色彩心理がわかれば、色選びに困らなくなるどころか、ターゲットの心理を誘導することもできます。そこでこの記事では、さりげなく取り入れたい色彩心理の5つのポイントをまとめてご紹介します。

<目次リストを追加する領域>

01.色相環から配色を選ぼう

色相環や配色に関する正しい知識を持つだけで、デザインに取り入れる色合いのセンスが大きく変わります。

 

色を正しく表現したり、伝えたりするには、規則的な色の枠組みが必要となります。色は、光の波長の違いによって表現されますが、それを連続的なものとして環状に表現したものが色相環と呼ばれます。

色相環が理解できると、どの色とどの色が補色の関係なのかが一目で理解できるようになります。
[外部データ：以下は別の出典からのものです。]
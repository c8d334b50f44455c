//! Storage provider capability: the abstract surface the run stages drive.
//!
//! A provider is any service that can list, copy, create, and move items in
//! a folder hierarchy. Listing is paged; callers follow `next_page_token`.
//! All methods are suspension points from the stages' perspective and may
//! fail with retryable or terminal provider errors.

pub(crate) mod local;
pub(crate) mod retry;
pub(crate) mod walk;

pub use local::LocalDirProvider;
pub use retry::RetryPolicy;
pub use walk::{walk_folder, ScanInventory};

use crate::error::Result;
use crate::model::ScannedFile;
use serde::{Deserialize, Serialize};

/// MIME type providers report for folders.
pub const FOLDER_MIME: &str = "inode/directory";

/// A folder descriptor as returned by listing and creation.
#[derive(Debug, Clone, Serialize, Deserialize, PartialEq, Eq)]
pub struct FolderMeta {
    pub id: String,
    pub name: String,
}

/// One page of a folder's children.
#[derive(Debug, Clone, Default)]
pub struct ListPage {
    pub files: Vec<ScannedFile>,
    pub folders: Vec<FolderMeta>,
    pub next_page_token: Option<String>,
}

/// Listing knobs; `page_token` continues a previous page.
#[derive(Debug, Clone, Default)]
pub struct ListOptions {
    pub include_trashed: bool,
    pub page_token: Option<String>,
}

/// Item metadata for a single file or folder.
#[derive(Debug, Clone)]
pub struct ItemMeta {
    pub id: String,
    pub name: String,
    pub mime_type: String,
    pub parents: Vec<String>,
}

impl ItemMeta {
    pub fn is_folder(&self) -> bool {
        self.mime_type == FOLDER_MIME
    }
}

/// The storage provider capability consumed by the run stages.
pub trait StorageProvider: Send + Sync {
    /// One page of the folder's children.
    fn list_children(&self, folder_id: &str, options: &ListOptions) -> Result<ListPage>;

    /// Copy a file into a target folder, optionally renaming the copy.
    fn copy_file(
        &self,
        file_id: &str,
        target_parent_id: &str,
        new_name: Option<&str>,
    ) -> Result<ScannedFile>;

    /// Create a folder under a parent. Creating an already-existing folder
    /// returns the existing descriptor (idempotent retries).
    fn create_folder(&self, parent_id: &str, name: &str) -> Result<FolderMeta>;

    /// Reparent and/or rename an item in one operation. Returns the item's
    /// id after the move; providers with path-based ids hand back a new id.
    fn move_and_rename(
        &self,
        item_id: &str,
        remove_parent: &str,
        add_parent: &str,
        new_name: Option<&str>,
    ) -> Result<String>;

    /// Metadata for one item, including its parents.
    fn get_metadata(&self, item_id: &str) -> Result<ItemMeta>;
}
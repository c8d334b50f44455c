//! Run state machine: sequences SCAN, PLAN, COPY, and PROMOTE stages.
//!
//! `start_job` persists a `pending` run row and spawns the stage on its own
//! thread; callers poll the repository for progress rather than blocking.
//! Status and progress transitions are owned exclusively by this module:
//! `pending -> running -> completed | failed`, progress monotonically
//! non-decreasing while running. A failed stage keeps its last reported
//! progress and records the error message verbatim.

mod copy;
mod plan;
mod promote;
mod scan;

use crate::error::{ClerkError, Result};
use crate::model::{now_millis, Run, RunMode, RunStatus, RunType};
use crate::planner::{ClassifierAdapter, PlanOptions};
use crate::provider::{RetryPolicy, StorageProvider};
use crate::repo::Repository;
use std::collections::HashMap;
use std::sync::{Arc, Mutex};
use std::thread::JoinHandle;
use uuid::Uuid;

/// Everything a stage needs, shared across job threads.
pub struct JobContext {
    pub repo: Arc<dyn Repository>,
    pub provider: Arc<dyn StorageProvider>,
    pub classifier: Arc<ClassifierAdapter>,
    pub retry: RetryPolicy,
    pub plan_options: PlanOptions,
}

/// Stage-specific inputs supplied when a job is started.
#[derive(Debug, Clone)]
pub enum JobPayload {
    Scan {
        folder_id: String,
        company_name: Option<String>,
    },
    Plan {
        /// Restrict planning to these file ids; `None` plans everything.
        file_ids: Option<Vec<String>>,
    },
    Copy {
        /// The PLAN run whose reviewed items should be materialized.
        plan_run_id: String,
        /// Parent under which the clean root folder is created.
        target_folder_id: String,
    },
    Promote {
        /// A prior run whose links carry both original and clean folder ids.
        source_run_id: String,
    },
}

impl JobPayload {
    fn run_type(&self) -> RunType {
        match self {
            JobPayload::Scan { .. } => RunType::Scan,
            JobPayload::Plan { .. } => RunType::Plan,
            JobPayload::Copy { .. } => RunType::Copy,
            JobPayload::Promote { .. } => RunType::Promote,
        }
    }
}

/// Persists progress for one run, clamping to keep the observed sequence
/// monotonically non-decreasing.
pub(crate) struct ProgressSink {
    repo: Arc<dyn Repository>,
    run_id: String,
    last: Mutex<u8>,
}

impl ProgressSink {
    fn new(repo: Arc<dyn Repository>, run_id: String) -> Self {
        ProgressSink {
            repo,
            run_id,
            last: Mutex::new(0),
        }
    }

    pub(crate) fn update(&self, progress: u8, message: &str) -> Result<()> {
        let progress = {
            let mut last = self.last.lock().unwrap_or_else(|p| p.into_inner());
            *last = (*last).max(progress.min(100));
            *last
        };
        let mut run = self.repo.get_run(&self.run_id)?;
        run.progress = progress;
        self.repo.update_run(run)?;
        tracing::debug!(run_id = %self.run_id, progress, message, "progress");
        Ok(())
    }
}

/// Tracks in-flight stage executions so they can be awaited and are pruned
/// when they settle. Instantiate one per process (or per test) and inject
/// it; there is no global instance.
#[derive(Clone)]
pub struct JobRunner {
    inner: Arc<Inner>,
}

struct Inner {
    ctx: JobContext,
    running: Mutex<HashMap<String, JoinHandle<()>>>,
}

impl JobRunner {
    pub fn new(ctx: JobContext) -> Self {
        JobRunner {
            inner: Arc::new(Inner {
                ctx,
                running: Mutex::new(HashMap::new()),
            }),
        }
    }

    /// Create a `pending` run row, start the stage on its own thread, and
    /// return the job id immediately.
    ///
    /// PLAN and COPY runs inherit company info and links from the
    /// workspace's most recent SCAN run; PROMOTE inherits from its explicit
    /// source run and fails validation before any row is written if the
    /// required links are missing.
    pub fn start_job(
        &self,
        workspace_id: &str,
        template_id: Option<String>,
        payload: JobPayload,
    ) -> Result<String> {
        let repo = &self.inner.ctx.repo;
        let run_type = payload.run_type();
        let job_id = Uuid::new_v4().to_string();

        let mut run = Run {
            id: job_id.clone(),
            workspace_id: workspace_id.to_string(),
            template_id,
            company_folder_id: None,
            company_name: None,
            mode: Some(RunMode::Cleanup),
            run_type,
            status: RunStatus::Pending,
            progress: 0,
            started_at: now_millis(),
            completed_at: None,
            error_message: None,
            links: Default::default(),
        };

        match &payload {
            JobPayload::Scan {
                folder_id,
                company_name,
            } => {
                run.company_folder_id = Some(folder_id.clone());
                run.company_name = company_name.clone();
            }
            JobPayload::Plan { .. } | JobPayload::Copy { .. } => {
                if let Some(scan) = repo.latest_run(workspace_id, RunType::Scan)? {
                    run.company_folder_id = scan.company_folder_id;
                    run.company_name = scan.company_name;
                    run.links = scan.links;
                }
            }
            JobPayload::Promote { source_run_id } => {
                let source = repo.get_run(source_run_id)?;
                if source.links.original_folder_id.is_none()
                    || source.links.clean_folder_id.is_none()
                {
                    return Err(ClerkError::validation(format!(
                        "run {source_run_id} is missing original/clean folder links; \
                         promote requires a completed copy"
                    )));
                }
                run.company_folder_id = source.company_folder_id;
                run.company_name = source.company_name;
                run.links = source.links;
            }
        }

        repo.insert_run(run)?;

        let runner = self.clone();
        let id_for_thread = job_id.clone();
        let handle = std::thread::Builder::new()
            .name(format!("job-{run_type}"))
            .spawn(move || {
                runner.execute(&id_for_thread, payload);
                runner
                    .inner
                    .running
                    .lock()
                    .unwrap_or_else(|p| p.into_inner())
                    .remove(&id_for_thread);
            })
            .map_err(|err| {
                ClerkError::provider_terminal(format!("spawn job thread: {err}"))
            })?;

        self.inner
            .running
            .lock()
            .unwrap_or_else(|p| p.into_inner())
            .insert(job_id.clone(), handle);

        Ok(job_id)
    }

    /// Block until the job's thread settles, then return the terminal run.
    pub fn wait(&self, job_id: &str) -> Result<Run> {
        let handle = self
            .inner
            .running
            .lock()
            .unwrap_or_else(|p| p.into_inner())
            .remove(job_id);
        if let Some(handle) = handle {
            // A stage panic still leaves the run row readable.
            let _ = handle.join();
        }
        self.inner.ctx.repo.get_run(job_id)
    }

    fn execute(&self, job_id: &str, payload: JobPayload) {
        let ctx = &self.inner.ctx;
        let result = self.execute_stage(job_id, &payload);

        let mut terminal = match ctx.repo.get_run(job_id) {
            Ok(run) => run,
            Err(err) => {
                tracing::error!(job_id, error = %err, "run row vanished during execution");
                return;
            }
        };
        terminal.completed_at = Some(now_millis());
        match result {
            Ok(()) => {
                terminal.status = RunStatus::Completed;
                terminal.progress = 100;
                tracing::info!(job_id, run_type = %terminal.run_type, "job completed");
            }
            Err(err) => {
                // Progress keeps its last reported value.
                terminal.status = RunStatus::Failed;
                terminal.error_message = Some(err.to_string());
                tracing::error!(job_id, run_type = %terminal.run_type, error = %err, "job failed");
            }
        }
        if let Err(err) = ctx.repo.update_run(terminal) {
            tracing::error!(job_id, error = %err, "failed to persist terminal run state");
        }
    }

    fn execute_stage(&self, job_id: &str, payload: &JobPayload) -> Result<()> {
        let ctx = &self.inner.ctx;

        let mut run = ctx.repo.get_run(job_id)?;
        run.status = RunStatus::Running;
        run.started_at = now_millis();
        ctx.repo.update_run(run.clone())?;

        let sink = ProgressSink::new(ctx.repo.clone(), job_id.to_string());
        match payload {
            JobPayload::Scan {
                folder_id,
                company_name,
            } => scan::run_scan(ctx, &run, &sink, folder_id, company_name.as_deref()),
            JobPayload::Plan { file_ids } => plan::run_plan(ctx, &run, &sink, file_ids.as_deref()),
            JobPayload::Copy {
                plan_run_id,
                target_folder_id,
            } => copy::run_copy(ctx, &run, &sink, plan_run_id, target_folder_id),
            JobPayload::Promote { .. } => promote::run_promote(ctx, &run, &sink),
        }
    }
}
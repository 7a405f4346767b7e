use anyhow::{Context, Result};
use clap::Parser;
use sixdegrees::graph::{Project, Relationship, Triple};
use sixdegrees::{Config, PathFilters, PathFinder};

#[derive(Parser, Debug)]
#[command(name = "findpath")]
#[command(about = "Find the shortest chain of shared credits between two people")]
struct Args {
    /// First person id
    first_person_id: i64,

    /// Second person id
    second_person_id: i64,

    /// Person filter as JSON, e.g. '{"popularity_GT": 5.0}'
    #[arg(long)]
    person: Option<String>,

    /// Movie filter as JSON, e.g. '{"budget_GT": 1000000}'
    #[arg(long)]
    movie: Option<String>,

    /// Episode filter as JSON, e.g. '{"air_date_IN": ["2000-01-01", "2009-12-31"]}'
    #[arg(long)]
    episode: Option<String>,

    /// Override traversal.max_depth from config
    #[arg(long)]
    max_depth: Option<usize>,

    /// Print the path as JSON
    #[arg(long)]
    json: bool,
}

#[tokio::main]
async fn main() -> Result<()> {
    env_logger::Builder::from_env(env_logger::Env::default().filter_or("RUST_LOG", "warn")).init();

    let args = Args::parse();
    let config = Config::load()?;

    let filters = PathFilters {
        person: parse_filter("--person", args.person.as_deref())?,
        movie: parse_filter("--movie", args.movie.as_deref())?,
        episode: parse_filter("--episode", args.episode.as_deref())?,
    };

    let mut finder = PathFinder::from_config(&config);
    if let Some(depth) = args.max_depth {
        finder = finder.with_max_depth(depth);
    }

    let path = finder
        .find_path(args.first_person_id, args.second_person_id, Some(&filters))
        .await?;

    if args.json {
        println!("{}", serde_json::to_string_pretty(&path)?);
        return Ok(());
    }

    if path.is_empty() {
        println!(
            "No path between {} and {} under the given filters.",
            args.first_person_id, args.second_person_id
        );
        return Ok(());
    }

    println!("\n=== Path ({} steps) ===\n", path.len());
    for (idx, triple) in path.iter().enumerate() {
        println!("{:>3}. {}", idx + 1, describe(triple));
    }
    Ok(())
}

fn parse_filter(flag: &str, raw: Option<&str>) -> Result<Option<sixdegrees::filter::FilterMap>> {
    raw.map(|s| serde_json::from_str(s).with_context(|| format!("{} must be a JSON object", flag)))
        .transpose()
}

fn describe(triple: &Triple) -> String {
    let person = triple
        .person
        .name
        .clone()
        .unwrap_or_else(|| format!("person #{}", triple.person.person_id));

    let role = match &triple.relationship {
        Relationship::Cast(cast) => format!("played {}", cast.character),
        Relationship::Crew(crew) => match &crew.job {
            Some(job) => format!("was {} ({})", job, crew.department),
            None => format!("worked in {}", crew.department),
        },
    };

    let project = match &triple.project {
        Project::Movie(movie) => {
            let title = movie.title.clone().unwrap_or_else(|| format!("movie #{}", movie.movie_id));
            match &movie.release_date {
                Some(date) => format!("{} ({})", title, date.get(..4).unwrap_or(date)),
                None => title,
            }
        }
        Project::Episode(episode) => {
            let name = episode.name.clone().unwrap_or_else(|| format!("episode #{}", episode.episode_id));
            match &episode.parent_show {
                Some(show) => format!("{} of {}", name, show.name.as_deref().unwrap_or("an unknown show")),
                None => name,
            }
        }
    };

    format!("{} {} in {}", person, role, project)
}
補色は、絵の具のような塗料同士で混ぜ合わせると無彩色(グレーや黒など)に変化します。またデザインとして2色を隣接させると非常にコントラスト比が高くなってしまい、目がチラつく要因になります。

 

一方、色相環で比較的隣接している色はもともと光の波長がよく似ているもの同士なので、相性がいい場合が多いです。困ったときには、色相環に沿って、テーマカラーから決めていくと良いでしょう。

 

利用する色が多すぎるとかえって主張したいことが分からなくなるので、3色程度に絞るのが大切です。一般的に、配色はメインカラー・サブカラー・アクセントカラーの順に6:3:1くらいで使うのが望ましいと言われています。

02. 性差や年齢による好みを知ろう

あなたが好きな色が、ターゲットの好みの色とマッチしているとは限りません。むしろ、違うことが多いということを理解しておくと、配色選びの参考になるでしょう。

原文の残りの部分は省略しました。